In triggering this regime, the Government’s priority was to ensure that patients continue to receive high-quality, sustainable NHS services. At the time Mr Kershaw was appointed last July, South London Healthcare NHS Trust was overspending by £1 million a week. In the last financial year, the trust had a deficit at over £65 million, the largest in the country. Left to itself, the trust’s very severe financial position would have continued in a downward spiral of continuing deficits and ultimately threaten the quality of care for patients across south-east London.

The challenges facing South London Healthcare NHS Trust are complex and long standing. To date, it has not proved possible to ensure that South London Healthcare NHS Trust is able to secure a sustainable future for its services within its existing configuration and organisational form.

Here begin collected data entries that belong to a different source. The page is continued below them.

//! Bangumi Archive Loader
//!
//! Schema-validated streaming decoder for Bangumi wiki snapshot archives: a
//! single zip container of newline-delimited JSON member files, one record
//! per line, exposed as independent lazy record streams per entity type.
//!
//! ## Features
//!
//! - **Schemas as data**: a static registry declares each member's fields,
//!   enum domains and unknown-field policy; one generic decoder enforces it
//! - **Namespaced enumerations**: relation and staff-position codes whose
//!   valid ranges depend on the parent subject's type
//! - **Error policy**: per-line failures are dropped, fatal, or collected
//!   for a report, at the caller's choice
//! - **Deterministic resources**: every stream owns its archive handle and
//!   releases it on every exit path
//!
//! ## Architecture
//!
//! ```text
//! ArchiveReader (facade: path + policy + collect buffer)
//! ├── subjects() .. person_characters()  → RecordStream<T>
//! ├── load_all()                         → member name → RecordIter
//! └── failure_report()                   → FailureReport
//!
//! RecordStream<T>  (stream: owned zip member handle, lazy lines)
//! └── decode_line<T>(raw, schema)        (decoder: policy-free)
//!     └── registry::schema_for(member)   (registry: static table)
//! ```
//!
//! ## Example
//!
//! ```no_run
//! use bgm_archive::{ArchiveReader, ErrorPolicy};
//!
//! # fn main() -> bgm_archive::Result<()> {
//! let reader = ArchiveReader::open("snapshot.zip", ErrorPolicy::Collect)?;
//! let episodes: Vec<_> = reader.episodes()?.collect::<Result<_, _>>()?;
//! let report = reader.failure_report();
//! println!("{} episodes, {} failures", episodes.len(), report.total());
//! # Ok(())
//! # }
//! ```

pub mod archive;
pub mod config;
pub mod decode;
pub mod error;
pub mod model;
pub mod registry;
pub mod schema;
pub mod stream;

pub use archive::{ArchiveReader, FailureReport, RecordIter};
pub use config::LoaderConfig;
pub use decode::decode_line;
pub use error::{ArchiveError, DecodeFailure, FailureKind, RecordedFailure, Result};
pub use model::Record;
pub use registry::schema_for;
pub use schema::{EnumDomain, FieldKind, FieldSpec, Schema, UnknownFieldPolicy};
pub use stream::{ErrorPolicy, RecordStream};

The Government’s priority is to ensure the delivery of a long-term, viable solution for services provided by the trust if it cannot be made sustainable. All responses to my predecessor’s statutory consultation on whether to trigger the regime, including from South London Healthcare NHS Trust itself, stated that a solution for the trust cannot be viewed in isolation from broader service provision within south-east London.

In accordance with my statutory duty, I will consider the trust special administrator’s recommendations carefully and make a final decision by 1 February that can secure sustainable services for the people of south-east London. In considering the recommendations, I will examine particularly:

whether the recommendations are likely to provide a sustainable long-term financial position which will secure high-quality services in the local area for the future; and

whether the recommendations have regard to the Government’s four key tests for local service reconfiguration. These are support from GP commissioners, strengthened public and patient engagement, clarity on the clinical evidence base and support for patient choice.

Ultimately, my priority is to ensure that all NHS hospitals live within their budgets and achieve the best quality care, best patient outcomes and best patient experience for all their NHS patients.

I will inform the House of my decision as soon as reasonably possible afterwards.